» Goal of the exercise
When you write the records again, keep every line exactly as it was.
[Record extracts Boundary: Start]
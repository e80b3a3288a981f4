// Copyright © 2025 Tributary

use std::error;
use std::result;

#[allow(clippy::module_name_repetitions)]
pub type DynError = Box<dyn error::Error + Send + Sync>;
pub type DynResult<T> = result::Result<T, DynError>;

#[derive(Debug, thiserror::Error)]
#[non_exhaustive]
pub enum Error {
    #[error("source failed: {0}")]
    Source(#[source] DynError),

    #[error("reducer operation failed: {0}")]
    Reduce(#[source] DynError),

    #[error(transparent)]
    Other(DynError),
}

impl Error {
    pub fn downcast<E: error::Error + 'static>(self) -> Result<E, Self> {
        match self {
            Self::Source(inner) => inner.downcast().map(|e| *e).map_err(Self::Source),
            Self::Reduce(inner) => inner.downcast().map(|e| *e).map_err(Self::Reduce),
            Self::Other(inner) => inner.downcast().map(|e| *e).map_err(Self::Other),
        }
    }
}

impl From<DynError> for Error {
    fn from(value: DynError) -> Self {
        match value.downcast::<Self>() {
            Ok(this) => *this,
            Err(other) => Self::Other(other),
        }
    }
}

pub type Result<T, E = Error> = result::Result<T, E>;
[Record extracts Boundary: End]
» Solution to the exercise
repository e80b3a3288a981f4
// Copyright © 2025 Tributary

use std::error;
use std::result;

#[allow(clippy::module_name_repetitions)]
pub type DynError = Box<dyn error::Error + Send + Sync>;
pub type DynResult<T> = result::Result<T, DynError>;

#[derive(Debug, thiserror::Error)]
#[non_exhaustive]
pub enum Error {
    #[error("source failed: {0}")]
    Source(#[source] DynError),

    #[error("reducer operation failed: {0}")]
    Reduce(#[source] DynError),

    #[error(transparent)]
    Other(DynError),
}

impl Error {
    pub fn downcast<E: error::Error + 'static>(self) -> Result<E, Self> {
        match self {
            Self::Source(inner) => inner.downcast().map(|e| *e).map_err(Self::Source),
            Self::Reduce(inner) => inner.downcast().map(|e| *e).map_err(Self::Reduce),
            Self::Other(inner) => inner.downcast().map(|e| *e).map_err(Self::Other),
        }
    }
}

impl From<DynError> for Error {
    fn from(value: DynError) -> Self {
        match value.downcast::<Self>() {
            Ok(this) => *this,
            Err(other) => Self::Other(other),
        }
    }
}

pub type Result<T, E = Error> = result::Result<T, E>;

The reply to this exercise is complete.